Penerapan Jaringan Saraf Tiruan dengan Metode Backpropagation untuk Peramalan Kurs Dolar Amerika terhadap Rupiah

Authors

  • Hery Sethio Universitas Negeri Padang Author
  • Dewi Murni Universitas Negeri Padang Author

DOI:

https://doi.org/10.24036/6xag2m24

Keywords:

Jaringan Saraf Tiruan, Multi-Layer Perceptron, Backpropagation, Dolar Amerika, Peramalan Deret Waktu

Abstract

The highly fluctuating exchange rate of the United States Dollar against the Indonesian Rupiah creates significant economic uncertainty, necessitating accurate forecasting tools for proactive policy measures.

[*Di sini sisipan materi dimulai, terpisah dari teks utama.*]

impl<B: ReplyBuilder> Reader<B> {
    /// Create a reader with a custom reply builder.
    pub fn with_builder(builder: B) -> Self {
        Self::with_config(ReaderConfig::default(), builder)
    }

    /// Create a reader with explicit buffer tuning.
    pub fn with_config(config: ReaderConfig, builder: B) -> Self {
        Self {
            buf: BytesMut::new(),
            pos: 0,
            config,
            stack: Vec::new(),
            err: None,
            builder,
        }
    }

    /// Append transport bytes to the input buffer. Never parses.
    pub fn feed(&mut self, data: &[u8]) -> Result<(), Error> {
        if let Some(err) = &self.err {
            return Err(err.clone());
        }
        let buffered = self.buf.len() - self.pos;
        if buffered.saturating_add(data.len()) > self.config.max_buffer {
            return Err(self.fail(Error::OutOfMemory(format!(
                "reader buffer would exceed {} bytes",
                self.config.max_buffer
            ))));
        }
        self.buf.extend_from_slice(data);
        Ok(())
    }

    /// Try to parse one complete top-level reply from buffered bytes.
    ///
    /// Returns `Ok(Some(reply))` when a full reply was consumed,
    /// `Ok(None)` when more input is needed, and `Err` on a (sticky)
    /// protocol fault or buffer-limit failure.
    pub fn get_reply(&mut self) -> Result<Option<B::Reply>, Error> {
        if let Some(err) = &self.err {
            return Err(err.clone());
        }
        if self.stack.is_empty() {
            if self.pos == self.buf.len() {
                self.compact();
                return Ok(None);
            }
            self.stack.push(Task::root());
        }
        match self.run() {
            Ok(Some(reply)) => {
                self.compact();
                Ok(Some(reply))
            }
            Ok(None) => {
                self.compact();
                Ok(None)
            }
            Err(e) => Err(self.fail(e)),
        }
    }

    /// Number of buffered bytes not yet consumed by the parser.
    pub fn buffered(&self) -> usize {
        self.buf.len() - self.pos
    }

    /// True while a partially parsed reply is suspended in the task stack.
    pub fn in_progress(&self) -> bool {
        !self.stack.is_empty()
    }

    /// The sticky error, if one has been recorded.
    pub fn error(&self) -> Option<&Error> {
        self.err.as_ref()
    }

    /// Discard all buffered input, parse state and any sticky error.
    pub fn reset(&mut self) {
        self.buf.clear();
        self.pos = 0;
        self.stack.clear();
        self.err = None;
    }

    fn fail(&mut self, e: Error) -> Error {
        self.err = Some(e.clone());
        e
    }

    /// Drive the task stack until a top-level reply completes or input runs
    /// out.
    fn run(&mut self) -> Result<Option<B::Reply>, Error> {
        loop {
            let top = self.stack.len() - 1;
            let value = if let Some((kind, len)) = self.stack[top].bulk {
                match self.read_bulk_payload(kind, len)? {
                    Some(v) => v,
                    None => return Ok(None),
                }
            } else {
                match self.parse_header()? {
                    Header::NeedMore => return Ok(None),
                    Header::Value(v) => v,
                    Header::Descend => continue,
                }
            };
            if let Some(reply) = self.complete(value) {
                return Ok(Some(reply));
            }
        }
    }

    /// Parse the type marker line of the element at the top of the stack.
    fn parse_header(&mut self) -> Result<Header<B::Reply>, Error> {
        let line = match self.take_line()? {
            Some(r) => r,
            None => return Ok(Header::NeedMore),
        };
        if line.is_empty() {
            return Err(Error::Protocol("empty reply line".to_string()));
        }
        let marker = self.buf[line.start];
        let body = line.start + 1..line.end;
        let kind = ReplyKind::from_marker(marker).ok_or_else(|| {
            Error::Protocol(format!("unknown reply type byte {:?}", marker as char))
        })?;

        let value = match kind {
            ReplyKind::Status | ReplyKind::Error | ReplyKind::BigNumber => {
                let Self { buf, builder, .. } = self;
                builder.create_string(kind, &buf[body])
            }
            ReplyKind::Integer => {
                let n = parse_i64(&self.buf[body])
                    .ok_or_else(|| Error::Protocol("bad integer value".to_string()))?;
                self.builder.create_integer(n)
            }
            ReplyKind::Double => {
                let text = std::str::from_utf8(&self.buf[body.clone()])
                    .map_err(|_| Error::Protocol("bad double value".to_string()))?;
                let parsed: f64 = text
                    .parse()
                    .map_err(|_| Error::Protocol(format!("bad double value {text:?}")))?;
                let Self { buf, builder, .. } = self;
                builder.create_double(parsed, &buf[body])
            }
            ReplyKind::Boolean => match &self.buf[body] {
                b"t" => self.builder.create_bool(true),
                b"f" => self.builder.create_bool(false),
                _ => return Err(Error::Protocol("bad boolean value".to_string())),
            },
            ReplyKind::Nil => {
                if body.start != body.end {
                    return Err(Error::Protocol("bad nil value".to_string()));
                }
                self.builder.create_nil()
            }
            ReplyKind::String | ReplyKind::Verbatim => {
                let len = parse_i64(&self.buf[body])
                    .ok_or_else(|| Error::Protocol("bad bulk string length".to_string()))?;
                if len == -1 {
                    // Null bulk sentinel.
                    self.builder.create_nil()
                } else if !(0..=MAX_BULK_LEN).contains(&len) {
                    return Err(Error::Protocol("bulk string length out of range".to_string()));
                } else {
                    let top = self.stack.len() - 1;
                    self.stack[top].bulk = Some((kind, len as usize));
                    return Ok(Header::Descend);
                }
            }
            ReplyKind::Array
            | ReplyKind::Map
            | ReplyKind::Set
            | ReplyKind::Push
            | ReplyKind::Attribute => {
                let count = parse_i64(&self.buf[body])
                    .ok_or_else(|| Error::Protocol("bad multi bulk length".to_string()))?;
                if count == -1 {
                    // Null aggregate sentinel: nil, never an empty container.
                    self.builder.create_nil()
                } else if !(0..=MAX_AGGREGATE_ELEMENTS).contains(&count) {
                    return Err(Error::Protocol("multi bulk length out of range".to_string()));
                } else {
                    let expected = if kind.is_paired() {
                        count as usize * 2
                    } else {
                        count as usize
                    };
                    if expected == 0 {
                        self.builder.create_array(kind, Vec::new())
                    } else {
                        if self.stack.len() >= MAX_DEPTH {
                            return Err(Error::Protocol(format!(
                                "aggregate nesting exceeds depth limit of {MAX_DEPTH}"
                            )));
                        }
                        let top = self.stack.len() - 1;
                        let task = &mut self.stack[top];
                        task.kind = Some(kind);
                        task.expected = expected;
                        task.children = Vec::with_capacity(expected.min(INITIAL_CHILD_CAPACITY));
                        self.stack.push(Task::child(top, 0));
                        return Ok(Header::Descend);
                    }
                }
            }
        };
        Ok(Header::Value(value))
    }

    /// Consume a bulk payload once its declared length is fully buffered.
    fn read_bulk_payload(
        &mut self,
        kind: ReplyKind,
        len: usize,
    ) -> Result<Option<B::Reply>, Error> {
        if self.buf.len() - self.pos < len + 2 {
            return Ok(None);
        }
        let start = self.pos;
        let end = start + len;
        if self.buf[end] != b'\r' || self.buf[end + 1] != b'\n' {
            return Err(Error::Protocol(
                "bulk string missing trailing CRLF".to_string(),
            ));
        }
        if kind == ReplyKind::Verbatim && (len < 4 || self.buf[start + 3] != b':') {
            return Err(Error::Protocol("bad verbatim string prefix".to_string()));
        }
        self.pos = end + 2;
        let top = self.stack.len() - 1;
        self.stack[top].bulk = None;
        let Self { buf, builder, .. } = self;
        Ok(Some(builder.create_string(kind, &buf[start..end])))
    }

    /// Pop the finished element and attach it into its parent. Completing
    /// the last child of an aggregate completes the aggregate in turn, so
    /// this walks up as far as completions cascade. Returns the reply when
    /// the root frame finishes.
    fn complete(&mut self, value: B::Reply) -> Option<B::Reply> {
        let mut value = value;
        loop {
            let task = match self.stack.pop() {
                Some(t) => t,
                None => return Some(value),
            };
            let parent_idx = match task.parent {
                None => return Some(value),
                Some(p) => p,
            };
            debug_assert_eq!(parent_idx, self.stack.len() - 1);
            let parent = &mut self.stack[parent_idx];
            parent.children.push(value);
            if parent.children.len() == parent.expected {
                let children = std::mem::take(&mut parent.children);
                let kind = parent.kind.take().unwrap_or(ReplyKind::Array);
                value = self.builder.create_array(kind, children);
                // Next iteration pops the now-complete parent frame.
            } else {
                let idx = parent.children.len();
                self.stack.push(Task::child(parent_idx, idx));
                return None;
            }
        }
    }

    /// Consume one CRLF-terminated line, returning its range excluding the
    /// terminator. Bare line feeds never terminate a line.
    fn take_line(&mut self) -> Result<Option<Range<usize>>, Error> {
        let hay = &self.buf[self.pos..];
        for i in 0..hay.len().saturating_sub(1) {
            if hay[i] == b'\r' && hay[i + 1] == b'\n' {
                let line = self.pos..self.pos + i;
                self.pos += i + 2;
                return Ok(Some(line));
            }
        }
        if hay.len() > MAX_LINE_LEN {
            return Err(Error::Protocol(format!(
                "reply line exceeds {MAX_LINE_LEN} bytes without terminator"
            )));
        }
        Ok(None)
    }

    /// Discard the consumed prefix once it passes the high-water mark.
    /// Parse tasks never hold offsets into the buffer, so this is safe even
    /// mid-reply.
    fn compact(&mut self) {
        if self.pos >= self.config.high_water {
            trace!(consumed = self.pos, "compacting reader buffer");
            self.buf.advance(self.pos);
            self.pos = 0;
        }
    }
}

This research aims to determine the optimal configuration of an Artificial Neural Network model, evaluate its accuracy in model development, and present the forecast results for the exchange rate. The data analysis utilizes a model trained with the backpropagation algorithm and Adam optimization, the model's performance is subsequently evaluated using Mean Absolute Percentage Error. The findings indicate that the optimal model configuration is a 12-5-1 architecture, trained for 4000 epochs with an 80:20 data split for training and testing. This model is highly accurate, demonstrating a Mean Absolute Percentage Error value of 1.8764%. The forecast projects the exchange rate to be within the range of IDR 15,614–IDR 15,850 during the period of January–June 2025.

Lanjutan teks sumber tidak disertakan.